Eric’s Enlightenment for Wednesday, May 27, 2015

  1. Why do humans get schizophrenia, but other animals don’t?
  2. At Marginal Revolution, Ramez Naam recently argued that CRISPR (with all of the limitations in some recent research) should not be feared in two blog posts – Part 1 and Part 2.
  3. Ecological fallacies and exception fallacies – two common mistakes in reasoning, statistics and scientific research.
  4. Intrauterine devices (IUDs) are the most effective contraceptives, so why is their usage so low?  Shefali Luthra reports that – at least for teenage girls – pediatricians were not trained to insert them in their education.  Maddie Oatman finds more complicated reasons for women in general.

Eric’s Enlightenment for Tuesday, May 5, 2015

  1. The inherent flaws of defining and estimating job vacancy rates – a commentary by Philip Cross, a former chief economic analyst at Statistics Canada.
  2. Adding to my previous entry about CRISPR, here is Douglas Mortlock’s in-depth discussion of the problems in Jiang et al.’s study.  Note that his entire blog is devoted to CRISPR.
  3. Robin Hanson’s proposal to evaluate teachers and students using linear regression while controlling for related variables.
  4. A video on the health benefits of avocados from a chemical perspective – including the best way to cut an avocado and how to slow the browning of a guacamole dip.

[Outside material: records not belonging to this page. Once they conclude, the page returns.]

use criterion::{criterion_group, criterion_main, Criterion};
use grid_route::{load_graph, search, SearchMode};
use std::hint::black_box;
use std::path::Path;

fn sample_bench(c: &mut Criterion) {
    let path = Path::new(env!("CARGO_MANIFEST_DIR")).join("p1_graph.txt");
    let graph = load_graph(path).unwrap();
    let scenarios = [(0, 99), (0, 50), (95, 4), (0, 15)];
    for mode in SearchMode::ALL {
        c.bench_function(format!("p1_graph, {}", mode.name()).as_str(), |b| {
            b.iter(|| {
                for (start, end) in &scenarios {
                    black_box(search(&graph, *start, *end, mode));
                }
            })
        });
    }
}

criterion_group!(benches, sample_bench);
criterion_main!(benches);
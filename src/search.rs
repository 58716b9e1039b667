//! Best-first search shared by Dijkstra and A*. Both run the exact same loop; only the
//! priority given to a relaxed neighbor differs, which is supplied as a heuristic callback
//! (zero for Dijkstra).
use fxhash::{FxHashMap, FxHashSet};
use log::{info, warn};
use num_traits::Zero;
use std::cmp::Ordering;
use std::collections::BinaryHeap;

use crate::graph::Graph;
use crate::solver::{astar::AstarSolver, dijkstra::DijkstraSolver, GraphSolver};
use crate::{Cost, NodeId};

/// Which priority the open set is ordered by.
#[derive(Clone, Copy, Debug, PartialEq, Eq)]
pub enum SearchMode {
    /// Cost so far (Dijkstra).
    UniformCost,
    /// Cost so far plus the grid heuristic (A*).
    HeuristicGuided,
}

impl SearchMode {
    pub const ALL: [SearchMode; 2] = [SearchMode::UniformCost, SearchMode::HeuristicGuided];

    pub fn name(self) -> &'static str {
        match self {
            SearchMode::UniformCost => DijkstraSolver.name(),
            SearchMode::HeuristicGuided => AstarSolver::new().name(),
        }
    }
}

/// Optimal route to the goal.
#[derive(Clone, Debug, PartialEq)]
pub struct Route {
    pub distance: Cost,
    /// Nodes from start to goal, both included.
    pub path: Vec<NodeId>,
}

/// Outcome of one search. An unreachable goal is a normal result with `route == None`.
#[derive(Clone, Debug, PartialEq)]
pub struct SearchResult {
    pub route: Option<Route>,
    /// Nodes finalized before the goal was reached (or before the open set ran dry).
    pub nodes_expanded: usize,
    /// Set when the caller stopped the search before it finished.
    pub cancelled: bool,
}

impl SearchResult {
    pub fn found(&self) -> bool {
        self.route.is_some()
    }
    pub fn distance(&self) -> Option<Cost> {
        self.route.as_ref().map(|route| route.distance)
    }
    pub fn path(&self) -> Option<&[NodeId]> {
        self.route.as_ref().map(|route| route.path.as_slice())
    }
}

/// Open set entry. Ordered so that [BinaryHeap] pops the smallest estimated cost first and,
/// among equal estimates, the smallest node id.
struct SmallestCostHolder {
    estimated_cost: Cost,
    node: NodeId,
}

impl Eq for SmallestCostHolder {}

impl PartialEq for SmallestCostHolder {
    fn eq(&self, other: &Self) -> bool {
        self.cmp(other) == Ordering::Equal
    }
}

impl PartialOrd for SmallestCostHolder {
    fn partial_cmp(&self, other: &Self) -> Option<Ordering> {
        Some(self.cmp(other))
    }
}

impl Ord for SmallestCostHolder {
    fn cmp(&self, other: &Self) -> Ordering {
        other
            .estimated_cost
            .total_cmp(&self.estimated_cost)
            .then_with(|| other.node.cmp(&self.node))
    }
}

/// Walks the predecessor chain back from `terminal` and returns it in start-to-terminal
/// order. A node without a predecessor is the start, so an empty map yields `[terminal]`.
/// The map must be acyclic.
pub fn reconstruct_path(came_from: &FxHashMap<NodeId, NodeId>, terminal: NodeId) -> Vec<NodeId> {
    let mut path: Vec<NodeId> =
        std::iter::successors(Some(terminal), |node| came_from.get(node).copied()).collect();
    path.reverse();
    path
}

/// Runs Dijkstra or A* from `start` to `goal`.
pub fn search(graph: &Graph, start: NodeId, goal: NodeId, mode: SearchMode) -> SearchResult {
    match mode {
        SearchMode::UniformCost => DijkstraSolver.search(graph, start, goal),
        SearchMode::HeuristicGuided => AstarSolver::new().search(graph, start, goal),
    }
}

/// Generalized best-first search.
///
/// The priority of a neighbor reached at cost `g` is `g + heuristic(neighbor)`. Improved
/// costs are pushed again instead of decreasing a key in place; stale entries are skipped on
/// pop because their node is already finalized. `keep_going` is consulted once before every
/// pop of a non-empty open set and stops the search when it returns `false`.
pub fn best_first_search<FH, FC>(
    graph: &Graph,
    start: NodeId,
    goal: NodeId,
    mut heuristic: FH,
    mut keep_going: FC,
) -> SearchResult
where
    FH: FnMut(NodeId) -> Cost,
    FC: FnMut() -> bool,
{
    let mut to_see = BinaryHeap::new();
    to_see.push(SmallestCostHolder {
        estimated_cost: Zero::zero(),
        node: start,
    });
    let mut best_cost: FxHashMap<NodeId, Cost> = FxHashMap::default();
    best_cost.insert(start, Zero::zero());
    let mut came_from: FxHashMap<NodeId, NodeId> = FxHashMap::default();
    let mut finalized: FxHashSet<NodeId> = FxHashSet::default();
    let mut nodes_expanded = 0;
    info!("Searching from {start} to {goal}");

    while !to_see.is_empty() {
        if !keep_going() {
            info!("Search from {start} to {goal} cancelled after {nodes_expanded} expansions");
            return SearchResult {
                route: None,
                nodes_expanded,
                cancelled: true,
            };
        }
        let Some(SmallestCostHolder { node, .. }) = to_see.pop() else {
            break;
        };
        if !finalized.insert(node) {
            continue;
        }
        let cost = best_cost[&node];
        if node == goal {
            info!("Reached {goal} at cost {cost} after {nodes_expanded} expansions");
            return SearchResult {
                route: Some(Route {
                    distance: cost,
                    path: reconstruct_path(&came_from, node),
                }),
                nodes_expanded,
                cancelled: false,
            };
        }
        nodes_expanded += 1;
        for &(neighbor, weight) in graph.neighbors(node) {
            let new_cost = cost + weight;
            let improved = best_cost
                .get(&neighbor)
                .map_or(true, |&known| new_cost < known);
            if improved {
                best_cost.insert(neighbor, new_cost);
                came_from.insert(neighbor, node);
                to_see.push(SmallestCostHolder {
                    estimated_cost: new_cost + heuristic(neighbor),
                    node: neighbor,
                });
            }
        }
    }
    warn!("{goal} is not reachable from {start} ({nodes_expanded} nodes expanded)");
    SearchResult {
        route: None,
        nodes_expanded,
        cancelled: false,
    }
}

Eric’s Enlightenment for Thursday, April 23, 2015

  1. Reaching the NBA Finals has been much more difficult in the Western Conference than in the Eastern Conference in the past 15 years.
  2. In terms of points above average shooter per 100 shots, Kyle Korver ranks first in 2014-2015 with +30.4 points.  DeAndre Jordan ranks second with +17.4 points.  (Incredible!)
  3. Evan Soltas evaluates “the rent hypothesis” – the claim that a larger share of income in recent years are unearned gains.  (More rigorous, rent is “a payment for a resource in excess of its opportunity cost, one that instead reflects market power”.)  This is Evan’s most read article.
  4. A research team led by Junjiu Huang from 中山大学 (Sun Yat-Sen University) have successfully “edited the genes of human embryos using a new technique called CRISPR”.  Carl Zimmer provides some background.  (HT: Tyler Cowen.)